Alpine Touring Saftey Gear
Avalanche beacons are a critical component of your safety equipment when in the backcountry. If an avalanche or slide should occur, a beacon is your resource for finding people or being found. And when it comes to comparing beacons, range and antennas are your key features. The greater the range a beacon has the more like it can read a signal early in the searching process, which can shave precious time off the rescue. As for antennas, most beacons will have dual antennas for increased range and sensitivity; however, there are a few three antenna beacons options that improve accuracy and spikes in signals when performing the more precise component of your search. While the more range, antennas, and features mean better more accurate beacons, no matter your beacon choice, practice is the key to taking advantage of those features when you need them.

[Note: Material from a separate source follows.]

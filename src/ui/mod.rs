pub mod messages;
pub mod notifier;
pub mod status;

Other essential safety gear for touring includes a probe and a shovel. Probes typically come in aluminum or carbon fiber, and are between 200cm-320cm (79in-126in), and have some type of rapid deploy system. Carbon fiber and shorter length probes are often lighter weight, while aluminum probes provide more durability, and longer lengths ensure you have a large enough probe to find a victim. Shovels should always be constructed with a metal blade and shaft for durability. The larger the blade, the more snow you will be able to move, although more effort is required. Some shovels even have a pickaxe mode, allowing for the most modern style of rescue digging. Just like any equipment, having it is important, but knowing how to use it properly is crucial.
Why training is important
Safety gear is only as good as the person using it. Having the appropriate rescue gear is only the first small step in backcountry safety. Not only should you have a practical education in snow pack assessment and rescue, you should also know where your best avalanche forecasting resource is, and you should practice with your gear regularly. Whether you are training with certified instructors or running through beacon and shoveling exercises with friends, knowing how your equipment works before hitting the backcountry is key to remaining safe. Also, an occasional refresher class is always recommended as techniques, strategies and equipment all change over time.